Scientific classification
- Kingdom: Animalia
- Phylum: Chordata
- Class: Reptilia
- Order: Squamata
- Suborder: Serpentes
- Family: Colubridae
- Genus: Scolecophis Fitzinger, 1843
- Species: S. atrocinctus
- Binomial name: Scolecophis atrocinctus (Schlegel, 1837)

= Scolecophis =

- Genus: Scolecophis
- Species: atrocinctus
- Authority: (Schlegel, 1837)
- Conservation status: LC
- Parent authority: Fitzinger, 1843

Genus of snakes

Scolecophis is a genus of snake in the family Colubridae that contains the sole species Scolecophis atrocinctus. Its genus name is derived from Greek: skolex meaning a worm or grub and ophis meaning snake, referring to what it likes to eat. Its species name is derived from Latin ater meaning black and cingula meaning girdle referring to its physical appearance. It is commonly known as the black-banded snake.
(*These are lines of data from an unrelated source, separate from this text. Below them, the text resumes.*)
//! # Lookup Controller
//!
//! Owns the pincode input and the fetch status, decides when to hit the
//! directory, and interprets what comes back.
//!
//! ```text
//!   idle ──complete input──▶ loading ──success envelope──▶ success
//!                               │
//!                               └──failure / invalid──▶ error
//!   error | success ──complete input──▶ loading
//!   any ──clear / empty input──▶ idle
//! ```
//!
//! Lookups run as spawned tasks and report back over a channel. Each one is
//! tagged with a request id; only the completion for the most recently
//! issued id is applied, and clearing the input retires the current id, so
//! a slow response can never overwrite newer state.

use crate::lookup::events::{EventBus, StateEvent};
use crate::lookup::input::{is_complete, sanitize_pincode};
use crate::lookup::models::{
    LookupResponse, LookupState, PostalLocation, QueryStatus, SUCCESS_STATUS,
};
use crate::lookup::services::{LookupError, PincodeDirectory};
use std::sync::Arc;
use tokio::sync::mpsc;

/// Shown for any transport failure; the underlying error is only logged
pub const CONNECTIVITY_ERROR_MESSAGE: &str =
    "Failed to connect to the postal service. Please try again later.";

/// Shown when the directory rejects a code without explaining why
pub const INVALID_PINCODE_MESSAGE: &str = "Invalid Pincode. No records found.";

const COMPLETION_CHANNEL_CAPACITY: usize = 16;

/// A finished lookup, as delivered back to the controller
#[derive(Debug)]
pub struct LookupCompletion {
    pub request_id: u64,
    pub code: String,
    pub result: Result<Vec<LookupResponse>, LookupError>,
}

/// How a lookup result maps onto the status machine
#[derive(Debug, Clone, PartialEq, Eq)]
pub enum LookupOutcome {
    /// Directory returned at least one post office
    Found(Vec<PostalLocation>),
    /// Directory answered but had nothing usable; carries the user message
    Rejected(String),
    /// Directory could not be reached
    Unreachable,
}

/// Interpret a lookup result. Only the first envelope is considered.
pub fn classify(result: Result<Vec<LookupResponse>, LookupError>) -> LookupOutcome {
    let envelopes = match result {
        Ok(envelopes) => envelopes,
        Err(_) => return LookupOutcome::Unreachable,
    };

    match envelopes.into_iter().next() {
        Some(LookupResponse {
            status,
            message,
            post_office,
        }) => match post_office {
            Some(locations) if status == SUCCESS_STATUS && !locations.is_empty() => {
                LookupOutcome::Found(locations)
            }
            _ => LookupOutcome::Rejected(
                message
                    .filter(|m| !m.trim().is_empty())
                    .unwrap_or_else(|| INVALID_PINCODE_MESSAGE.to_string()),
            ),
        },
        None => LookupOutcome::Rejected(INVALID_PINCODE_MESSAGE.to_string()),
    }
}

/// State machine wrapping the pincode directory
pub struct LookupController<D: PincodeDirectory> {
    directory: Arc<D>,
    state: LookupState,
    next_request_id: u64,
    /// Id whose completion will be applied; `None` when nothing counts
    active_request: Option<u64>,
    /// Spawned lookups whose completion has not been received yet
    outstanding: usize,
    completion_sender: mpsc::Sender<LookupCompletion>,
    completion_receiver: mpsc::Receiver<LookupCompletion>,
    pending_events: Vec<StateEvent>,
    event_bus: Option<Box<dyn EventBus>>,
}

impl<D: PincodeDirectory> LookupController<D> {
    pub fn new(directory: D) -> Self {
        let (completion_sender, completion_receiver) = mpsc::channel(COMPLETION_CHANNEL_CAPACITY);
        Self {
            directory: Arc::new(directory),
            state: LookupState::new(),
            next_request_id: 0,
            active_request: None,
            outstanding: 0,
            completion_sender,
            completion_receiver,
            pending_events: Vec::new(),
            event_bus: None,
        }
    }

    /// Attach an observer bus; every state event is published to it
    pub fn set_event_bus(&mut self, event_bus: Box<dyn EventBus>) {
        self.event_bus = Some(event_bus);
    }

    pub fn directory(&self) -> &D {
        &self.directory
    }

    pub fn state(&self) -> &LookupState {
        &self.state
    }

    pub fn input(&self) -> &str {
        &self.state.input
    }

    pub fn status(&self) -> QueryStatus {
        self.state.status
    }

    pub fn results(&self) -> &[PostalLocation] {
        &self.state.results
    }

    pub fn error_message(&self) -> Option<&str> {
        self.state.error_message.as_deref()
    }

    /// Whether any spawned lookup has yet to report back
    pub fn has_outstanding(&self) -> bool {
        self.outstanding > 0
    }

    /// Take the state events emitted since the last call
    pub fn collect_pending_events(&mut self) -> Vec<StateEvent> {
        std::mem::take(&mut self.pending_events)
    }

    /// Replace the input with `raw`, sanitized to at most six digits.
    ///
    /// A complete code starts a lookup and an empty one resets to idle.
    /// Partial input leaves status and results alone. Returns whether a
    /// lookup was issued.
    pub fn set_input(&mut self, raw: &str) -> bool {
        let code = sanitize_pincode(raw);
        self.set_input_text(code.clone());

        if is_complete(&code) {
            self.fetch(&code)
        } else {
            if code.is_empty() {
                self.reset_query();
            }
            false
        }
    }

    /// Start a lookup for `code`. Does nothing unless `code` is complete.
    pub fn fetch(&mut self, code: &str) -> bool {
        if !is_complete(code) {
            tracing::debug!("Ignoring fetch for incomplete code '{code}'");
            return false;
        }

        self.set_status(QueryStatus::Loading);
        self.set_error_message(None);
        self.set_results(Vec::new());

        self.next_request_id += 1;
        let request_id = self.next_request_id;
        self.active_request = Some(request_id);
        self.outstanding += 1;
        tracing::debug!("Issuing lookup #{request_id} for {code}");

        let directory = Arc::clone(&self.directory);
        let sender = self.completion_sender.clone();
        let code = code.to_string();
        tokio::spawn(async move {
            let result = directory.lookup(&code).await;
            let completion = LookupCompletion {
                request_id,
                code,
                result,
            };
            // Receiver lives as long as the controller; a failed send means
            // it is gone and nobody cares about the answer
            let _ = sender.send(completion).await;
        });

        true
    }

    /// Reset input, results and status to idle in one step
    pub fn clear(&mut self) {
        self.set_input_text(String::new());
        self.reset_query();
    }

    /// Apply every completion that has already arrived, without waiting.
    /// Returns how many changed the state.
    pub fn poll_completions(&mut self) -> usize {
        let mut applied = 0;
        while let Ok(completion) = self.completion_receiver.try_recv() {
            if self.apply_completion(completion) {
                applied += 1;
            }
        }
        applied
    }

    /// Wait for the next completion and apply it.
    ///
    /// Returns `None` when no lookup is outstanding, otherwise whether the
    /// completion was current (`true`) or stale and discarded (`false`).
    pub async fn wait_for_completion(&mut self) -> Option<bool> {
        if self.outstanding == 0 {
            return None;
        }
        let completion = self.completion_receiver.recv().await?;
        Some(self.apply_completion(completion))
    }

    /// Wait until every spawned lookup has reported back
    pub async fn wait_until_settled(&mut self) {
        while self.wait_for_completion().await.is_some() {}
    }

    fn apply_completion(&mut self, completion: LookupCompletion) -> bool {
        self.outstanding = self.outstanding.saturating_sub(1);

        let LookupCompletion {
            request_id,
            code,
            result,
        } = completion;

        if let Err(e) = &result {
            tracing::error!("Lookup #{request_id} for {code} failed: {e}");
        }

        if self.active_request != Some(request_id) {
            tracing::debug!("Discarding stale lookup #{request_id} for {code}");
            return false;
        }
        self.active_request = None;

        match classify(result) {
            LookupOutcome::Found(locations) => {
                tracing::info!("Found {} post office(s) for {code}", locations.len());
                self.set_results(locations);
                self.set_status(QueryStatus::Success);
            }
            LookupOutcome::Rejected(message) => {
                tracing::info!("Lookup for {code} rejected: {message}");
                self.set_results(Vec::new());
                self.set_error_message(Some(message));
                self.set_status(QueryStatus::Error);
            }
            LookupOutcome::Unreachable => {
                self.set_results(Vec::new());
                self.set_error_message(Some(CONNECTIVITY_ERROR_MESSAGE.to_string()));
                self.set_status(QueryStatus::Error);
            }
        }
        true
    }

    fn reset_query(&mut self) {
        if let Some(request_id) = self.active_request.take() {
            tracing::debug!("Retiring in-flight lookup #{request_id}");
        }
        self.set_results(Vec::new());
        self.set_error_message(None);
        self.set_status(QueryStatus::Idle);
    }

    fn set_input_text(&mut self, input: String) {
        if self.state.input != input {
            self.state.input = input.clone();
            self.emit(StateEvent::InputChanged { input });
        }
    }

    fn set_status(&mut self, status: QueryStatus) {
        let old = self.state.status;
        if old != status {
            self.state.status = status;
            self.emit(StateEvent::StatusChanged { old, new: status });
        }
    }

    fn set_results(&mut self, results: Vec<PostalLocation>) {
        if self.state.results != results {
            let count = results.len();
            self.state.results = results;
            self.emit(StateEvent::ResultsReplaced { count });
        }
    }

    fn set_error_message(&mut self, message: Option<String>) {
        if self.state.error_message != message {
            self.state.error_message = message.clone();
            self.emit(StateEvent::ErrorMessageChanged { message });
        }
    }

    fn emit(&mut self, event: StateEvent) {
        if let Some(bus) = self.event_bus.as_mut() {
            bus.publish(event.clone());
        }
        self.pending_events.push(event);
    }
}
It is found in Central America. It ranges from Guatemala, Honduras, El Salvador, Nicaragua, and Costa Rica.

Their diet consists of invertebrates such as centipede, arachnids, worms, crickets, millipedes, and grubs.

This snake reaches a length of 18–24 in. (45–60 cm.) It is black and white banded with red spots on the white bands down their spine from head to tail. They have tiny eyes and a flat head.

There is still a lot of unknown about this species.